Today was my first visit of the season to the School of Science, aka Goodison Park. I love going to Goodison. OK, the press facilities are horribly cramped but this is a stadium where I spent much of my working life in the 1970s and 1980s when I was the Everton reporter for the Liverpool Echo. When I go there now there is a familiar face around every corner - fans I've known for years, press colleagues, and men who I knew as players who are now involved with the media or working for the club.
Today I dropped in at St Luke's Church Hall where many Evertonians gather pre-match. I wanted to say hi to the Rev Harry Ross, almost as staunch in his support for EFC as he is in his faith for an even higher power. Harry has been great in his encouragement and advice while I and my Chester colleagues have been setting up the Chester City Former Players Association.
He told me that an international conference of European FPA's is to be held in Liverpool next summer, which will be a memorable event given the number of great names from clubs across the continent who are likely to show up. There'll be football matches between teams of ex-stars which suggests they plan to have some fun amid the talking.
Ex-Blues I bumped into today were John Bailey, Jim Pearson, Ronny Goodlass, Derek Mountfield, Duncan McKenzie and Graeme Sharp. They all looked fit and well and it's so good the way sport generates a cameraderie that lasts decades - I first knew Jim when he played in Gordon Lee's Everton team some 30 years ago, and my first encounter with Duncan was the day Billy Bingham signed him from Anderlecht in 1977. I remember one reporter, eager for some insider quotes about Continental football, asking what Dunc had learned from his time in Belgium. "Oh, French and a bit of Flemish," said Dunc.

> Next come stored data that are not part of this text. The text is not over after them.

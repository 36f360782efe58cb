//! Item sources: enumeration of identifiers and on-demand content streams.
//!
//! A source answers two questions for the pipeline: which items exist ([`Enumerator`]) and what
//! bytes an item holds ([`Fetcher`]). Content is always handed out as a [`ContentStream`] so
//! extractors can consume arbitrarily large items piece by piece.

mod local;
mod memory;
mod remote;

use bytes::Bytes;
use futures_core::Stream;
use std::pin::Pin;
use thiserror::Error;

pub use local::LocalDirectory;
pub use memory::MemorySource;
pub use remote::{ObjectStore, ObjectStoreSettings};

/// Streamed item content, delivered in pieces of arbitrary size.
pub type ContentStream = Pin<Box<dyn Stream<Item = Result<Bytes, SourceError>> + Send>>;

/// Errors raised while listing items or fetching their content.
#[derive(Debug, Error)]
pub enum SourceError {
    /// Local filesystem operation failed.
    #[error("I/O error on '{path}': {source}")]
    Io {
        /// Path involved in the failing operation.
        path: String,
        /// Underlying I/O error.
        #[source]
        source: std::io::Error,
    },
    /// Directory traversal failed while listing items.
    #[error("Failed to walk directory: {0}")]
    Walk(#[from] walkdir::Error),
    /// HTTP layer failed before or while receiving a response.
    #[error("HTTP request failed: {0}")]
    Http(#[from] reqwest::Error),
    /// Object store responded with an unexpected status code.
    #[error("Unexpected object store response ({status}): {body}")]
    UnexpectedStatus {
        /// HTTP status returned by the object store.
        status: reqwest::StatusCode,
        /// Body payload associated with the failing response.
        body: String,
    },
    /// Listing payload could not be decoded.
    #[error("Malformed listing response: {0}")]
    MalformedListing(String),
    /// Requested item does not exist in the source.
    #[error("Item not found: {0}")]
    NotFound(String),
    /// Source refused to serve the item.
    #[error("Failed to fetch '{item}': {reason}")]
    Unavailable {
        /// Identifier of the item that could not be served.
        item: String,
        /// Human readable failure description.
        reason: String,
    },
}

/// Produces the finite, ordered list of item identifiers available in a source.
#[async_trait::async_trait]
pub trait Enumerator: Send + Sync {
    /// List every item identifier currently present in the source.
    async fn list(&self) -> Result<Vec<String>, SourceError>;
}

/// Opens a streamed view of one item's content.
#[async_trait::async_trait]
pub trait Fetcher: Send + Sync {
    /// Start streaming the content of `item`.
    async fn fetch(&self, item: &str) -> Result<ContentStream, SourceError>;
}

/// Content stream serving already-available pieces in order.
pub fn content_from_pieces<I, P>(pieces: I) -> ContentStream
where
    I: IntoIterator<Item = P>,
    P: Into<Bytes>,
{
    let pieces: Vec<Result<Bytes, SourceError>> =
        pieces.into_iter().map(|piece| Ok(piece.into())).collect();
    Box::pin(futures_util::stream::iter(pieces))
}

/// Keep only identifiers ending with `suffix`, preserving listing order.
///
/// An empty suffix keeps everything.
pub fn filter_by_suffix(items: Vec<String>, suffix: &str) -> Vec<String> {
    if suffix.is_empty() {
        return items;
    }
    items
        .into_iter()
        .filter(|item| item.ends_with(suffix))
        .collect()
}
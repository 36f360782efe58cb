use std::io::{BufWriter, Write};
use std::path::PathBuf;
use std::sync::Arc;

use anyhow::{Context, Result};
use clap::{Parser, Subcommand};
use rustyingest::config::{Config, SourceKind};
use rustyingest::extract::{
    Extractor, Paragraph, ParagraphExtractor, ParagraphPolicy, Section, SectionExtractor,
};
use rustyingest::logging;
use rustyingest::pipeline::{Pipeline, PipelineSettings};
use rustyingest::source::{Enumerator, Fetcher, LocalDirectory, ObjectStore};
use serde::Serialize;

#[derive(Parser)]
#[command(
    name = "rustyingest",
    about = "Extract paragraphs or Markdown sections from many documents concurrently"
)]
struct Cli {
    #[command(subcommand)]
    command: Command,
    /// Root directory for the local source.
    #[arg(long, global = true)]
    dir: Option<PathBuf>,
    /// Item source: `local` or `remote`.
    #[arg(long, global = true, value_parser = parse_source)]
    source: Option<SourceKind>,
    /// Descend into subdirectories of the local source.
    #[arg(long, global = true)]
    recursive: bool,
    /// Number of concurrent workers.
    #[arg(long, global = true, value_parser = parse_positive)]
    workers: Option<usize>,
    /// Only process identifiers ending with this suffix.
    #[arg(long, global = true)]
    suffix: Option<String>,
    /// Maximum number of buffered units.
    #[arg(long, global = true, value_parser = parse_positive)]
    buffer: Option<usize>,
}

#[derive(Subcommand, Clone, Copy)]
enum Command {
    /// Emit one record per plain-text paragraph.
    Paragraphs,
    /// Emit one record per Markdown heading section.
    Sections,
}

impl Command {
    fn default_suffix(self) -> &'static str {
        match self {
            Self::Paragraphs => ".txt",
            Self::Sections => ".md",
        }
    }
}

impl Cli {
    fn apply(&self, config: &mut Config) {
        if let Some(dir) = &self.dir {
            config.local_dir = dir.clone();
        }
        if let Some(source) = self.source {
            config.source = source;
        }
        if self.recursive {
            config.recursive = true;
        }
        if let Some(workers) = self.workers {
            config.workers = workers;
        }
        if self.buffer.is_some() {
            config.buffer_capacity = self.buffer;
        }
    }
}

#[derive(Serialize)]
struct Record<'a, U> {
    fingerprint: String,
    #[serde(flatten)]
    unit: &'a U,
}

#[tokio::main]
async fn main() -> Result<()> {
    let cli = Cli::parse();
    let mut config = Config::load().context("Failed to load configuration")?;
    logging::init_tracing(&config.log_file);
    cli.apply(&mut config);

    let suffix = cli
        .suffix
        .clone()
        .unwrap_or_else(|| cli.command.default_suffix().to_string());
    let settings = config.pipeline_settings(suffix);

    match config.source {
        SourceKind::Local => {
            let source = Arc::new(
                LocalDirectory::new(config.local_dir.clone()).recursive(config.recursive),
            );
            dispatch(cli.command, source, ParagraphPolicy::BlankLine, settings).await
        }
        SourceKind::Remote => {
            let store = ObjectStore::new(config.object_store_settings()?)
                .context("Failed to build object store client")?;
            dispatch(cli.command, Arc::new(store), ParagraphPolicy::DoubleBreak, settings).await
        }
    }
}

async fn dispatch<S>(
    command: Command,
    source: Arc<S>,
    policy: ParagraphPolicy,
    settings: PipelineSettings,
) -> Result<()>
where
    S: Enumerator + Fetcher + 'static,
{
    match command {
        Command::Paragraphs => {
            ingest(source, ParagraphExtractor::new(policy), settings, Paragraph::fingerprint).await
        }
        Command::Sections => {
            ingest(source, SectionExtractor::new(), settings, Section::fingerprint).await
        }
    }
}

async fn ingest<S, E>(
    source: Arc<S>,
    extractor: E,
    settings: PipelineSettings,
    fingerprint: fn(&E::Unit) -> String,
) -> Result<()>
where
    S: Enumerator + Fetcher + 'static,
    E: Extractor,
    E::Unit: Serialize,
{
    let pipeline = Pipeline::new(Arc::clone(&source), extractor, settings)?;
    let mut run = pipeline
        .run_from(source.as_ref())
        .await
        .context("Failed to start pipeline")?;

    let mut out = BufWriter::new(std::io::stdout());
    while let Some(unit) = run.next().await {
        let record = Record {
            fingerprint: fingerprint(&unit),
            unit: &unit,
        };
        serde_json::to_writer(&mut out, &record)?;
        out.write_all(b"\n")?;
    }
    out.flush()?;

    let report = run.finish().await;
    tracing::info!(
        items = report.items_total,
        completed = report.counts.items_completed,
        failed = report.counts.items_failed,
        units = report.counts.units_emitted,
        workers = report.workers,
        elapsed_ms = report.elapsed_ms,
        "Ingestion finished"
    );
    Ok(())
}

fn parse_source(value: &str) -> Result<SourceKind, String> {
    value
        .parse()
        .map_err(|()| format!("unknown source '{value}', expected 'local' or 'remote'"))
}

fn parse_positive(value: &str) -> Result<usize, String> {
    match value.parse::<usize>() {
        Ok(parsed) if parsed > 0 => Ok(parsed),
        _ => Err(format!("expected a positive integer, got '{value}'")),
    }
}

The game against Wolves ended 1-1. Everton were off key. Playing Rodwell and Heitiger as the central midfield duo was never going to produce the kind of creativity needed. Everton looked a bit better when David Moyes moved Cahill back into midfield at half-time but by this time Wolves had built up a fair amount of confidence and they could well have won it. Doyle showed a beautiful touch to divert a long ball from the keeper past Howard, and after Bilyaletdinov equalised Doyle almost nicked another.
I like the look of Bilyaletdinov. He's got a lot of skill and a lovely touch on the ball. I'm not so keen on the sound! His name is a challenge and I had to mention it twice in my report for Setanta Ireland on the final whistle - a report which was hastily re-written thanks to Billy's goal and the sending off of Wolves' Austrian giant Maierhofer in added time.
The guys next to me in the press box, from commercial radio in Wolverhampton, had a horror show when their ISDN connection went down 15 minutes from half-time. It's the commentator's worst nightmare and trouble-shooting is so hard at Goodison. They were able to solve the problem at half-time and at least they were not off-air when Wolves scored.